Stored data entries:
%%

use crate::shared::components::page_header::PageHeader;
use crate::shared::components::ui::StatusBadge;
use crate::shared::icons::icon;
use contracts::domain::a005_user_account::mock::mock_users;
use contracts::domain::a005_user_account::UserAccount;
use contracts::enums::UserRole;
use leptos::prelude::*;
use thaw::{Button, ButtonAppearance, Card, Flex, FlexAlign, FlexGap, Input};

#[component]
#[allow(non_snake_case)]
pub fn UserManagementPage() -> impl IntoView {
    // Bound to the input only; the list is not filtered
    let search = RwSignal::new(String::new());

    view! {
        <div class="page page--users">
            <PageHeader
                title="User Management"
                subtitle="Manage platform users and their permissions".to_string()
            >
                <Button appearance=ButtonAppearance::Primary>
                    {icon("user-plus")}
                    "Add User"
                </Button>
            </PageHeader>

            <Card>
                <div class="card-header-row">
                    <h3 class="card-title">{icon("users")}"All Users"</h3>
                    <Flex class="search-bar" align=FlexAlign::Center gap=FlexGap::Medium>
                        <Input value=search placeholder="Search users..." />
                        <Button appearance=ButtonAppearance::Secondary>
                            {icon("search")}
                            "Search"
                        </Button>
                    </Flex>
                </div>

                <div class="user-list">
                    {mock_users()
                        .into_iter()
                        .map(|user| view! { <UserRow user=user /> })
                        .collect_view()}
                </div>
            </Card>
        </div>
    }
}

#[component]
fn UserRow(user: UserAccount) -> impl IntoView {
    let initials = user.initials();
    let role = user.role;
    let status = user.status;
    let joined = user.joined.format("%Y-%m-%d").to_string();

    let role_badge = if role == UserRole::Admin {
        view! { <StatusBadge tone=role.tone() label=role.display_name() icon_name="shield" /> }.into_any()
    } else {
        view! { <StatusBadge tone=role.tone() label=role.display_name() /> }.into_any()
    };

    view! {
        <div class="user-row">
            <div class="user-row__main">
                <div class="avatar">{initials}</div>
                <div>
                    <div class="user-row__title">
                        <h3>{user.name}</h3>
                        {role_badge}
                        <StatusBadge tone=status.tone() label=status.code() />
                    </div>
                    <div class="user-row__meta text-muted text-small">
                        <span class="fact">{icon("mail")}{user.email}</span>
                        <span class="fact">{icon("calendar")}{format!("Joined {}", joined)}</span>
                        <span>{format!("{} orders", user.orders)}</span>
                    </div>
                </div>
            </div>
            <div class="user-row__actions">
                <Button appearance=ButtonAppearance::Subtle attr:title="Edit">{icon("edit")}</Button>
                <Button appearance=ButtonAppearance::Subtle attr:title="Delete">{icon("trash")}</Button>
                <Button appearance=ButtonAppearance::Subtle attr:title="More">{icon("more-horizontal")}</Button>
            </div>
        </div>
    }
}
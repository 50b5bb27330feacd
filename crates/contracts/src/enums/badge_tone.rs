use serde::{Deserialize, Serialize};

/// Colour family of a status badge.
///
/// Every status enum in this crate maps onto one tone; the frontend turns
/// the tone into a concrete badge colour and CSS modifier.
#[derive(Debug, Clone, Copy, PartialEq, Eq, Hash, Serialize, Deserialize)]
pub enum BadgeTone {
    Success,
    Info,
    Warning,
    Primary,
    Muted,
}

impl BadgeTone {
    /// CSS modifier appended to `badge--`
    pub fn css_modifier(&self) -> &'static str {
        match self {
            BadgeTone::Success => "success",
            BadgeTone::Info => "info",
            BadgeTone::Warning => "warning",
            BadgeTone::Primary => "primary",
            BadgeTone::Muted => "muted",
        }
    }
}
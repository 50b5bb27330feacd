use crate::dashboards::d400_analytics::AnalyticsPage;
use crate::dashboards::d401_admin_overview::AdminOverviewPage;
use crate::domain::a001_sourced_product::ui::SourcingPage;
use crate::domain::a002_order::ui::list::OrdersPage;
use crate::domain::a003_tracking::ui::TrackingPage;
use crate::domain::a004_supplier::ui::list::SupplierNetworkPage;
use crate::domain::a005_user_account::ui::list::UserManagementPage;
use crate::layout::toast_service::ToastHost;
use crate::layout::Shell;
use crate::system::auth::guard::RequireAdmin;
use crate::system::pages::login::AdminLoginPage;
use crate::system::pages::not_found::NotFoundPage;
use contracts::system::routes::AppRoute;
use leptos::prelude::*;
use leptos_router::components::{Route, Router, Routes};
use leptos_router::hooks::use_location;
use leptos_router::path;

fn page_view(route: AppRoute) -> AnyView {
    match route {
        AppRoute::Sourcing => view! { <SourcingPage /> }.into_any(),
        AppRoute::Orders => view! { <OrdersPage /> }.into_any(),
        AppRoute::Tracking => view! { <TrackingPage /> }.into_any(),
        AppRoute::Analytics => view! { <AnalyticsPage /> }.into_any(),
        AppRoute::AdminLogin => view! { <AdminLoginPage /> }.into_any(),
        AppRoute::AdminDashboard => view! { <AdminOverviewPage /> }.into_any(),
        AppRoute::AdminUsers => view! { <UserManagementPage /> }.into_any(),
        AppRoute::AdminSuppliers => view! { <SupplierNetworkPage /> }.into_any(),
        AppRoute::NotFound => view! { <NotFoundPage /> }.into_any(),
    }
}

/// Page for `route`, behind the admin guard where the route asks for it
fn guarded_view(route: AppRoute) -> AnyView {
    if route.requires_admin() {
        view! { <RequireAdmin route=route>{page_view(route)}</RequireAdmin> }.into_any()
    } else {
        page_view(route)
    }
}

/// Resolves the current pathname through [`AppRoute::from_path`] and
/// renders the matching page, inside the shell where the route uses one
#[component]
fn RoutedPage() -> impl IntoView {
    let pathname = use_location().pathname;
    let route = Memo::new(move |_| AppRoute::from_path(&pathname.get()));

    move || {
        let route = route.get();
        log::debug!("Rendering {} page", route.title());
        if route.uses_shell() {
            view! { <Shell>{guarded_view(route)}</Shell> }.into_any()
        } else {
            guarded_view(route)
        }
    }
}

#[component]
pub fn AppRoutes() -> impl IntoView {
    view! {
        <Router>
            <ToastHost />
            <Routes fallback=|| view! { <RoutedPage /> }>
                <Route path=path!("/*any") view=RoutedPage />
            </Routes>
        </Router>
    }
}
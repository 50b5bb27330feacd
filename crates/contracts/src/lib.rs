pub mod dashboards;
pub mod domain;
pub mod enums;
pub mod shared;
pub mod system;
pub mod login;
pub mod not_found;
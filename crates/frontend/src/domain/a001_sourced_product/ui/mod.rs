use contracts::domain::a001_sourced_product::{
    SourcedProduct, SourcingError, SourcingFeed, SourcingPrompt, SOURCING_DELAY_MS,
};
use leptos::prelude::*;
use thaw::{Button, ButtonAppearance, ButtonSize, Card, Textarea};

use super::task::SourcingTask;
use crate::layout::toast_service::use_toasts;
use crate::shared::components::ui::{ProgressBar, StatusBadge};
use crate::shared::icons::icon;

/// Percentage shown while a request is in flight
const PROCESSING_PROGRESS: f64 = 66.0;

/// AI sourcing page: free-text prompt in, synthesized offers out
#[component]
pub fn SourcingPage() -> impl IntoView {
    let toasts = use_toasts();

    let prompt = RwSignal::new(String::new());
    let processing = RwSignal::new(false);
    let feed = RwSignal::new(SourcingFeed::new());
    let current_task = StoredValue::new(None::<SourcingTask>);

    on_cleanup(move || {
        current_task.try_with_value(|task| {
            if let Some(task) = task {
                task.cancel();
            }
        });
    });

    let can_submit = Signal::derive(move || {
        !processing.get() && SourcingPrompt::parse(&prompt.get()).is_ok()
    });

    let on_source = move |_| {
        if processing.get_untracked() {
            return;
        }
        let parsed = match SourcingPrompt::parse(&prompt.get_untracked()) {
            Ok(p) => p,
            Err(_) => return,
        };

        processing.set(true);
        toasts.info("AI is sourcing your request...");
        log::debug!("Sourcing started: {:?}", parsed.as_str());

        let task = SourcingTask::spawn(parsed, SOURCING_DELAY_MS, move |result| {
            match result {
                Ok(product) => {
                    log::info!(
                        "Sourced offer {} ({}% match)",
                        product.id.as_string(),
                        product.confidence
                    );
                    feed.update(|f| f.prepend(product));
                    prompt.set(String::new());
                    processing.set(false);
                    toasts.success("Product sourced successfully!");
                }
                Err(SourcingError::Cancelled) => {
                    log::debug!("Sourcing task cancelled");
                }
                Err(e) => {
                    log::warn!("Sourcing failed: {}", e);
                    processing.set(false);
                }
            }
        });
        current_task.set_value(Some(task));
    };

    view! {
        <div class="page page--sourcing">
            <div class="hero">
                <div class="hero__badge">{icon("bot")}</div>
                <h1 class="hero__title">"AI-Powered Product Sourcing"</h1>
                <p class="hero__subtitle">
                    "Describe anything you need, and our AI will source it globally with automated payment and tracking"
                </p>

                <Card attr:class="hero__input">
                    <Textarea
                        value=prompt
                        placeholder="Describe what you need... (e.g., 'High-quality wireless headphones with noise cancellation under $200' or 'Organic cotton t-shirts for a small business, bulk order')"
                        disabled=processing
                        attr:rows=4
                    />
                    <Button
                        appearance=ButtonAppearance::Primary
                        size=ButtonSize::Large
                        block=true
                        disabled=Signal::derive(move || !can_submit.get())
                        on_click=on_source
                    >
                        {move || if processing.get() {
                            view! { <>{icon("sparkles")}"AI is Sourcing..."</> }.into_any()
                        } else {
                            view! { <>{icon("send")}"Source with AI"</> }.into_any()
                        }}
                    </Button>
                </Card>
            </div>

            <Show when=move || processing.get()>
                <ProcessingCard />
            </Show>

            <Show when=move || !feed.with(|f| f.is_empty())>
                <div class="sourced-list">
                    <h2>"Sourced Products"</h2>
                    <For
                        each=move || feed.with(|f| f.items().to_vec())
                        key=|product| product.id
                        children=|product| view! { <SourcedProductCard product=product /> }
                    />
                </div>
            </Show>

            <Show when=move || feed.with(|f| f.is_empty()) && !processing.get()>
                <Card attr:class="empty-state">
                    <div class="empty-state__icon">{icon("bot")}</div>
                    <h3>"Ready to Source Anything"</h3>
                    <p class="text-muted">
                        "Enter a description above and let our AI find the perfect products for you"
                    </p>
                </Card>
            </Show>
        </div>
    }
}

#[component]
fn ProcessingCard() -> impl IntoView {
    view! {
        <Card attr:class="processing-card">
            <div class="processing-card__title">
                {icon("sparkles")}
                <span>"AI Processing Your Request"</span>
            </div>
            <ProgressBar value=PROCESSING_PROGRESS size="md" />
            <div class="processing-card__steps text-muted">
                <div>"✓ Analyzing product requirements"</div>
                <div>"✓ Scanning global supplier network"</div>
                <div class="processing-card__pending">
                    <span class="pulse-dot"></span>
                    "Negotiating prices and terms"
                </div>
            </div>
        </Card>
    }
}

#[component]
fn SourcedProductCard(product: SourcedProduct) -> impl IntoView {
    let status = product.status;

    view! {
        <Card attr:class="sourced-card">
            <div class="sourced-card__header">
                <div>
                    <h3 class="sourced-card__title">{product.title}</h3>
                    <p class="text-muted">{product.description}</p>
                </div>
                <StatusBadge tone=status.tone() label=status.display_name() icon_name=status.icon() />
            </div>

            <div class="sourced-card__facts">
                <div class="fact fact--success">
                    {icon("dollar-sign")}
                    <span class="fact__strong">{format!("${}", product.price)}</span>
                </div>
                <div class="fact fact--info">
                    {icon("package")}
                    <span>{product.supplier}</span>
                </div>
                <div class="fact fact--primary">
                    {icon("truck")}
                    <span>{product.estimated_delivery}</span>
                </div>
                <div class="fact fact--warning">
                    {icon("sparkles")}
                    <span>{format!("{}% match", product.confidence)}</span>
                </div>
            </div>

            {status.is_actionable().then(|| view! {
                <div class="sourced-card__actions">
                    <Button appearance=ButtonAppearance::Secondary>"Request Details"</Button>
                    <Button appearance=ButtonAppearance::Primary>"Order Now"</Button>
                </div>
            })}
        </Card>
    }
}
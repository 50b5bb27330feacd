use crate::shared::icons::icon;
use contracts::dashboards::KpiCard;
use leptos::prelude::*;

/// Headline number card used by the analytics and admin dashboards
#[component]
pub fn StatCard(card: KpiCard) -> impl IntoView {
    let tone = card.tone.css_modifier();

    view! {
        <div class=format!("stat-card stat-card--{}", tone)>
            <div class="stat-card__header">
                <div class="stat-card__label">{card.label}</div>
                <div class="stat-card__icon">{icon(&card.icon)}</div>
            </div>
            <div class="stat-card__value">{card.value}</div>
            <div class="stat-card__subtitle">{card.note}</div>
        </div>
    }
}
use serde::{Deserialize, Serialize};

use super::BadgeTone;

/// Platform role of an account
#[derive(Debug, Clone, Copy, PartialEq, Eq, Hash, Serialize, Deserialize)]
pub enum UserRole {
    Customer,
    Admin,
}

impl UserRole {
    pub fn display_name(&self) -> &'static str {
        match self {
            UserRole::Customer => "Customer",
            UserRole::Admin => "Admin",
        }
    }

    pub fn tone(&self) -> BadgeTone {
        match self {
            UserRole::Admin => BadgeTone::Primary,
            UserRole::Customer => BadgeTone::Info,
        }
    }
}

/// Whether an account can currently sign in
#[derive(Debug, Clone, Copy, PartialEq, Eq, Hash, Serialize, Deserialize)]
#[serde(rename_all = "lowercase")]
pub enum UserStatus {
    Active,
    Inactive,
}

impl UserStatus {
    pub fn code(&self) -> &'static str {
        match self {
            UserStatus::Active => "active",
            UserStatus::Inactive => "inactive",
        }
    }

    pub fn tone(&self) -> BadgeTone {
        match self {
            UserStatus::Active => BadgeTone::Success,
            UserStatus::Inactive => BadgeTone::Muted,
        }
    }
}

#[cfg(test)]
mod tests {
    use super::*;

    #[test]
    fn test_role_and_status_tones() {
        assert_eq!(UserRole::Admin.tone(), BadgeTone::Primary);
        assert_eq!(UserRole::Customer.tone(), BadgeTone::Info);
        assert_eq!(UserStatus::Active.tone(), BadgeTone::Success);
        assert_eq!(UserStatus::Inactive.tone(), BadgeTone::Muted);
    }
}
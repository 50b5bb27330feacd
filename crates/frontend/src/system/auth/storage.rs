use web_sys::window;

fn get_local_storage() -> Option<web_sys::Storage> {
    window()?.local_storage().ok()?
}

/// Persist the admin flag under `key`
pub fn save_admin_flag(key: &str, value: &str) {
    match get_local_storage() {
        Some(storage) => {
            if storage.set_item(key, value).is_err() {
                log::warn!("localStorage rejected write of '{}'", key);
            }
        }
        None => log::warn!("localStorage unavailable, admin session will not survive reload"),
    }
}

/// Read the admin flag stored under `key`
pub fn get_admin_flag(key: &str) -> Option<String> {
    get_local_storage()?.get_item(key).ok()?
}

/// Remove the admin flag
pub fn clear_admin_flag(key: &str) {
    if let Some(storage) = get_local_storage() {
        let _ = storage.remove_item(key);
    }
}
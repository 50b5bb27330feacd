use contracts::system::routes::{guard, AppRoute, GuardDecision};
use leptos::prelude::*;
use leptos_router::components::Redirect;

use super::context::use_auth;

/// Renders `children` when the guard lets `route` through, otherwise
/// redirects to the page the guard names.
///
/// The decision is memoized, so auth writes that keep it unchanged do not
/// remount the page.
#[component]
pub fn RequireAdmin(route: AppRoute, children: ChildrenFn) -> impl IntoView {
    let (auth_state, _) = use_auth();
    let decision = Memo::new(move |_| auth_state.with(|s| guard(route, &s.session)));

    move || match decision.get() {
        GuardDecision::Render => children().into_any(),
        GuardDecision::Redirect(target) => {
            let path = target.path().unwrap_or("/");
            log::info!("{} requires an admin session, redirecting to {}", route.title(), path);
            view! { <Redirect path=path /> }.into_any()
        }
    }
}
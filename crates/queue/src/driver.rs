//! Queue driver contract.

use std::sync::Arc;

use async_trait::async_trait;
use futures::FutureExt;
use futures::future::BoxFuture;
use tokio_util::sync::CancellationToken;
use tracing::error;

use crate::error::QueueResult;
use crate::message::Message;

/// Callback a driver invokes once per dequeued message.
///
/// The driver calls it from its consume loop and runs the returned future
/// on a task of its own, so the loop never waits for a previous message.
pub type Delivery = Arc<dyn Fn(Message) -> BoxFuture<'static, QueueResult<()>> + Send + Sync>;

/// Transport moving messages between producers and consumers.
#[async_trait]
pub trait Driver: Send + Sync {
    /// Short name for logs.
    fn name(&self) -> &'static str;

    /// Append a message to the named queue.
    ///
    /// May wait for capacity or I/O; returns [`QueueError::Cancelled`]
    /// if `cancel` fires first.
    ///
    /// [`QueueError::Cancelled`]: crate::QueueError::Cancelled
    async fn publish(
        &self,
        queue_name: &str,
        message: Message,
        cancel: &CancellationToken,
    ) -> QueueResult<()>;

    /// Dequeue from the named queue until `cancel` fires, handing every
    /// message to `delivery` without waiting for earlier ones to finish.
    ///
    /// Only returns with an error: cancellation, a closed driver or a
    /// transport failure the driver cannot ride out.
    async fn consume(
        &self,
        queue_name: &str,
        delivery: Delivery,
        cancel: &CancellationToken,
    ) -> QueueResult<()>;

    /// Number of messages waiting on the named queue.
    async fn pending(&self, queue_name: &str) -> QueueResult<usize>;

    /// Release transport resources. Calling it twice is harmless.
    async fn close(&self) -> QueueResult<()>;
}

/// Build a [`Delivery`] from an async closure.
pub fn delivery<F, Fut>(f: F) -> Delivery
where
    F: Fn(Message) -> Fut + Send + Sync + 'static,
    Fut: Future<Output = QueueResult<()>> + Send + 'static,
{
    Arc::new(move |message| f(message).boxed())
}

/// Run one delivery on its own task.
pub(crate) fn dispatch(delivery: &Delivery, queue_name: &str, message: Message) {
    let queue = queue_name.to_string();
    let message_type = message.message_type.clone();
    let future = delivery(message);

    tokio::spawn(async move {
        if let Err(e) = future.await {
            error!(queue = %queue, message_type = %message_type, error = %e, "Message delivery failed");
        }
    });
}
//! Retry policy and dead-letter threshold.

use courier_common::QueueConfig;

/// Default dead-letter threshold.
pub const DEFAULT_MAX_RETRIES: u32 = 3;

/// Retry policy applied by the dispatcher.
///
/// The threshold is checked when a message is dequeued, before its handler
/// runs. A message whose retry count has already passed `max_retries` is
/// dead-lettered without another attempt, so with the default of 3 the
/// handler sees retry counts 0 through 3 and the message reaches the
/// dead-letter queue carrying a count of 4.
#[derive(Debug, Clone, Copy, PartialEq, Eq)]
pub struct RetryPolicy {
    /// Highest retry count that is still handed to a handler.
    pub max_retries: u32,
}

impl Default for RetryPolicy {
    fn default() -> Self {
        Self {
            max_retries: DEFAULT_MAX_RETRIES,
        }
    }
}

impl From<&QueueConfig> for RetryPolicy {
    fn from(config: &QueueConfig) -> Self {
        Self {
            max_retries: config.max_retries,
        }
    }
}

impl RetryPolicy {
    /// Create a policy with the given threshold.
    #[must_use]
    pub const fn new(max_retries: u32) -> Self {
        Self { max_retries }
    }

    /// Whether a dequeued message goes straight to the dead-letter queue.
    #[must_use]
    pub const fn should_dead_letter(&self, retry_count: u32) -> bool {
        retry_count > self.max_retries
    }

    /// Retry count to store on a message whose handler just failed.
    #[must_use]
    pub const fn next_retry_count(&self, retry_count: u32) -> u32 {
        retry_count.saturating_add(1)
    }
}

%%

TASK OBJECTIVE: Retrieve all lines from the data that contain the string "where".

RESPONSE:
/// Page for `route`, behind the admin guard where the route asks for it
/// renders the matching page, inside the shell where the route uses one
where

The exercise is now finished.